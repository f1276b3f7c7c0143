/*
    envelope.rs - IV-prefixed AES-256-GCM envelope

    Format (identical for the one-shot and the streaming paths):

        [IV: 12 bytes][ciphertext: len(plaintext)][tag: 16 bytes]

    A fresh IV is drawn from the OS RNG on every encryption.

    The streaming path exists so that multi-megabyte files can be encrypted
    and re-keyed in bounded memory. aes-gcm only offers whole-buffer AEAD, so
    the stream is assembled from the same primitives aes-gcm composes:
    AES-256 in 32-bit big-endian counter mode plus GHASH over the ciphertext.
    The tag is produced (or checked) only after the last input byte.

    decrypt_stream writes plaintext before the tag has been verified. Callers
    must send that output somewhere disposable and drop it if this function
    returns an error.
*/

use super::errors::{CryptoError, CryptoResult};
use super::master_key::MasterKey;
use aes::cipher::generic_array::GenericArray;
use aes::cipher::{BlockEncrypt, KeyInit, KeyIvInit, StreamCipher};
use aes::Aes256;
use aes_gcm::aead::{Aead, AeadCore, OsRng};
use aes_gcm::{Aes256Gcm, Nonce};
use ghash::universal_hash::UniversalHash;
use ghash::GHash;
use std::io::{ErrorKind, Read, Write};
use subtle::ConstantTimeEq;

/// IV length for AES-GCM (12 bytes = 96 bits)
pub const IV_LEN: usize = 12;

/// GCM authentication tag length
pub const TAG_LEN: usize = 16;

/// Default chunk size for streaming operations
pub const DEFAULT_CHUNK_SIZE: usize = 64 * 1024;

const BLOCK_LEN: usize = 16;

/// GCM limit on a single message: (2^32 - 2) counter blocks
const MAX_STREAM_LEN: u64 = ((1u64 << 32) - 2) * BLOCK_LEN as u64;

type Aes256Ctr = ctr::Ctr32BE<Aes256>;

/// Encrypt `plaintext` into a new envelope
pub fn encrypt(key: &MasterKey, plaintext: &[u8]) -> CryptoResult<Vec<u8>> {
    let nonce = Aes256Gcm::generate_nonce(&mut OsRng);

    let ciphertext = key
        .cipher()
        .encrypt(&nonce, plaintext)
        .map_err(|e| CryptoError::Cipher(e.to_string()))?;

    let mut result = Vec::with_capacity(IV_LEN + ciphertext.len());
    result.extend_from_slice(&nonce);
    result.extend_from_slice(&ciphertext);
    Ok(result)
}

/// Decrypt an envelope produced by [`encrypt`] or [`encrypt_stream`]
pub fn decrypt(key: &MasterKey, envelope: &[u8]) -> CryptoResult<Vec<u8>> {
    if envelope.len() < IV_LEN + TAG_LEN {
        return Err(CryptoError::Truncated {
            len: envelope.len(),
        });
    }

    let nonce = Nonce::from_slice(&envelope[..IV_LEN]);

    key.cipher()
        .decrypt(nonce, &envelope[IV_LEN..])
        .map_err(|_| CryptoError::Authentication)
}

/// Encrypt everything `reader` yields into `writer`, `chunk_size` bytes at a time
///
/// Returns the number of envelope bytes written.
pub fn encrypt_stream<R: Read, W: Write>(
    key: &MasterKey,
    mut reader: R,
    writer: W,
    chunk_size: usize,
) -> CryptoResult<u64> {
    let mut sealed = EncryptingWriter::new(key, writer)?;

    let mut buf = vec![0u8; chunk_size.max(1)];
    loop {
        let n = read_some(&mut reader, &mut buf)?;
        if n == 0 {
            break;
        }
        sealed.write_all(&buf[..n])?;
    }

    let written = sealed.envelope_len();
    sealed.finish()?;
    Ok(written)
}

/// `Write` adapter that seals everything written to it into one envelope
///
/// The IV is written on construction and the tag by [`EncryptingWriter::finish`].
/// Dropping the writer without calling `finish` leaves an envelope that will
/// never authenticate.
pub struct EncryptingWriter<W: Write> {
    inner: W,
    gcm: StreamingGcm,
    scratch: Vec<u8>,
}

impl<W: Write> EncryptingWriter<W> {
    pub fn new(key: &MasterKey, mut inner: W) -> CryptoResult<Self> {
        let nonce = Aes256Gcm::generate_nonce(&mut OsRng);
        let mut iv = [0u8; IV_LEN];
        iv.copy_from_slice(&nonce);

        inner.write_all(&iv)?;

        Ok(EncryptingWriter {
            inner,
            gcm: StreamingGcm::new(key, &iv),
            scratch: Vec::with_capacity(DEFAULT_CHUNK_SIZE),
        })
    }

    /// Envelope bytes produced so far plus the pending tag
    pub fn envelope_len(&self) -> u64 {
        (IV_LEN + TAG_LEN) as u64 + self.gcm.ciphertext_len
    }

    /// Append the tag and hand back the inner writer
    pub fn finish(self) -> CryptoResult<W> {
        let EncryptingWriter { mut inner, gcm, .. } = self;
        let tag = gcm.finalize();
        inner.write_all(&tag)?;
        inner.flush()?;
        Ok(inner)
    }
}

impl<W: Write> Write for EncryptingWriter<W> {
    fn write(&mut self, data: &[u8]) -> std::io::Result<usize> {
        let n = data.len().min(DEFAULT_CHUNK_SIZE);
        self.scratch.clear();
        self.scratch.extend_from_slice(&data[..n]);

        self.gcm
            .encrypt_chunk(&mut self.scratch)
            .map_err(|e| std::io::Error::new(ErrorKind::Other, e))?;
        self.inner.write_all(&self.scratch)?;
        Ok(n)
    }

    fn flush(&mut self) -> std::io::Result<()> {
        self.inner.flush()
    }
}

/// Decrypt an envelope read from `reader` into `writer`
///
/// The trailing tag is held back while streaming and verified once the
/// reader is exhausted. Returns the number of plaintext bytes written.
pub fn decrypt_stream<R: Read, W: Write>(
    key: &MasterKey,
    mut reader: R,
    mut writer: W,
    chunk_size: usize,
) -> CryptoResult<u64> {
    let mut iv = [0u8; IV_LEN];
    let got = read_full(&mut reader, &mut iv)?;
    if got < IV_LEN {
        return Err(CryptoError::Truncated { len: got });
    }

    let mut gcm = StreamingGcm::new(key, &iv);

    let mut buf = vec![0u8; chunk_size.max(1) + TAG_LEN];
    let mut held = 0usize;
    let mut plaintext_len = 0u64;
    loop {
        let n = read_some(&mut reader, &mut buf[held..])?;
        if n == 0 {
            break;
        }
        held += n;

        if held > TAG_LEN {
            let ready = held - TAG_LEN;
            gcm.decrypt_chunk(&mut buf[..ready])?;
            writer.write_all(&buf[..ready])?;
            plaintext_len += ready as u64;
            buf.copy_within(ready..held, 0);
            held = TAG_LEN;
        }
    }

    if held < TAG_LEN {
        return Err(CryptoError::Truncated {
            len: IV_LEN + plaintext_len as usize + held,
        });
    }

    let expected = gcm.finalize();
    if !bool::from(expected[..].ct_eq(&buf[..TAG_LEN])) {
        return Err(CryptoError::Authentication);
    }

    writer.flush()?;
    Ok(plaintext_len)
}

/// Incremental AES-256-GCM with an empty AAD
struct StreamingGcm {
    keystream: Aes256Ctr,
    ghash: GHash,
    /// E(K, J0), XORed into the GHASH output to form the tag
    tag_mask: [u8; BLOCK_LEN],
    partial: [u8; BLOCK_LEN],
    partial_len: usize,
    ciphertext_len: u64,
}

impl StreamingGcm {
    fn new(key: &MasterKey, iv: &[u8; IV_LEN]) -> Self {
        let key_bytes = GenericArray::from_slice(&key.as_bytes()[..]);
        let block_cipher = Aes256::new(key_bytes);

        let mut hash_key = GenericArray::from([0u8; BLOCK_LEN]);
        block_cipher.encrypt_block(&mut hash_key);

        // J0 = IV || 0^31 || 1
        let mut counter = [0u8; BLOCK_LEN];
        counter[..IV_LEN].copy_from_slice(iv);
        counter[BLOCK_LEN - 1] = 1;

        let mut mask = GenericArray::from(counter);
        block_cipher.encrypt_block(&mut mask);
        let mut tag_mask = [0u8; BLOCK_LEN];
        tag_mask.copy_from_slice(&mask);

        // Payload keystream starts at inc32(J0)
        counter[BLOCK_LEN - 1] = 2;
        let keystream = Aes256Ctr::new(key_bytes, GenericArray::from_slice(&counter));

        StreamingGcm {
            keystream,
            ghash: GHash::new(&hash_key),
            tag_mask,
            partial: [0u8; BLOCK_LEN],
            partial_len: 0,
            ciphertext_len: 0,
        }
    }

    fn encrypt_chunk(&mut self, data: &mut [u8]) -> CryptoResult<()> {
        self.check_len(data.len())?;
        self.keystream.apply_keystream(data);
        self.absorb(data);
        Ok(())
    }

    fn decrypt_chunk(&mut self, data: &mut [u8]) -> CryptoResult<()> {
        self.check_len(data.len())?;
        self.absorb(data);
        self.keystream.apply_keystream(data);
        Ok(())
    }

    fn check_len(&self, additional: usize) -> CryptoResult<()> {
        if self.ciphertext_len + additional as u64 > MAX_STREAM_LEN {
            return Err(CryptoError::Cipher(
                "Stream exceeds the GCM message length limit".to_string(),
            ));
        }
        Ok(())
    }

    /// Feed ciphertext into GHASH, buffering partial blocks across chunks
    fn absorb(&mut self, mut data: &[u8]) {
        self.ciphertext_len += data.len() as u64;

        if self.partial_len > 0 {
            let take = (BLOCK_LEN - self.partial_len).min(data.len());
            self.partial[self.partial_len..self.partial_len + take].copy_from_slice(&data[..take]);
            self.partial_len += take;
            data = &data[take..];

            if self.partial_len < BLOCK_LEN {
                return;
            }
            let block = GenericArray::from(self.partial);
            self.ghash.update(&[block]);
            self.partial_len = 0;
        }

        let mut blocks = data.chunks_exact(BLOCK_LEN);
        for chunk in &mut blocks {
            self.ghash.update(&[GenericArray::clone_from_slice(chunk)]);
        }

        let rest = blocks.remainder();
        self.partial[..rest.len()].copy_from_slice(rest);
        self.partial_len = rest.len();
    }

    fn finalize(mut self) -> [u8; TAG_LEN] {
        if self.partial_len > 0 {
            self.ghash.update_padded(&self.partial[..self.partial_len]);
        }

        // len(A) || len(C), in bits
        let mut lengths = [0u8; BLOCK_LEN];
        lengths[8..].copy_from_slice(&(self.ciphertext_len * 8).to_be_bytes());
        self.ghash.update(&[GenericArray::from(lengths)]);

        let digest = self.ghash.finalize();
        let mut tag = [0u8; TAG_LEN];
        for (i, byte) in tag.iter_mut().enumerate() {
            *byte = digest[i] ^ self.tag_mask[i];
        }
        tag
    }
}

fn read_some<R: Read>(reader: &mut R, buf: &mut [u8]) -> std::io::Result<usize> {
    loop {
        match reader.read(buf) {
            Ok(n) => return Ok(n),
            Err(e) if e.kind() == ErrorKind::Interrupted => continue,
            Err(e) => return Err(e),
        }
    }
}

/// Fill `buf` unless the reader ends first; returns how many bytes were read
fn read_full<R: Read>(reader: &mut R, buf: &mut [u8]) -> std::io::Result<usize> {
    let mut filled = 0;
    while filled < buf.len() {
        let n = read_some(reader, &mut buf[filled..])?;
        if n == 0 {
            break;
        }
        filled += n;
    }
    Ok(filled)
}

================

◆ ACTIVITY ◆
Once the line with "self.inner.flush()" is found in the records above, print exactly that line and every line after it through the line with "let ready = held - TAG_LEN;".

◆ SOLUTION BELOW ◆
        self.inner.flush()
    }
}

/// Decrypt an envelope read from `reader` into `writer`
///
/// The trailing tag is held back while streaming and verified once the
/// reader is exhausted. Returns the number of plaintext bytes written.
pub fn decrypt_stream<R: Read, W: Write>(
    key: &MasterKey,
    mut reader: R,
    mut writer: W,
    chunk_size: usize,
) -> CryptoResult<u64> {
    let mut iv = [0u8; IV_LEN];
    let got = read_full(&mut reader, &mut iv)?;
    if got < IV_LEN {
        return Err(CryptoError::Truncated { len: got });
    }

    let mut gcm = StreamingGcm::new(key, &iv);

    let mut buf = vec![0u8; chunk_size.max(1) + TAG_LEN];
    let mut held = 0usize;
    let mut plaintext_len = 0u64;
    loop {
        let n = read_some(&mut reader, &mut buf[held..])?;
        if n == 0 {
            break;
        }
        held += n;

        if held > TAG_LEN {
            let ready = held - TAG_LEN;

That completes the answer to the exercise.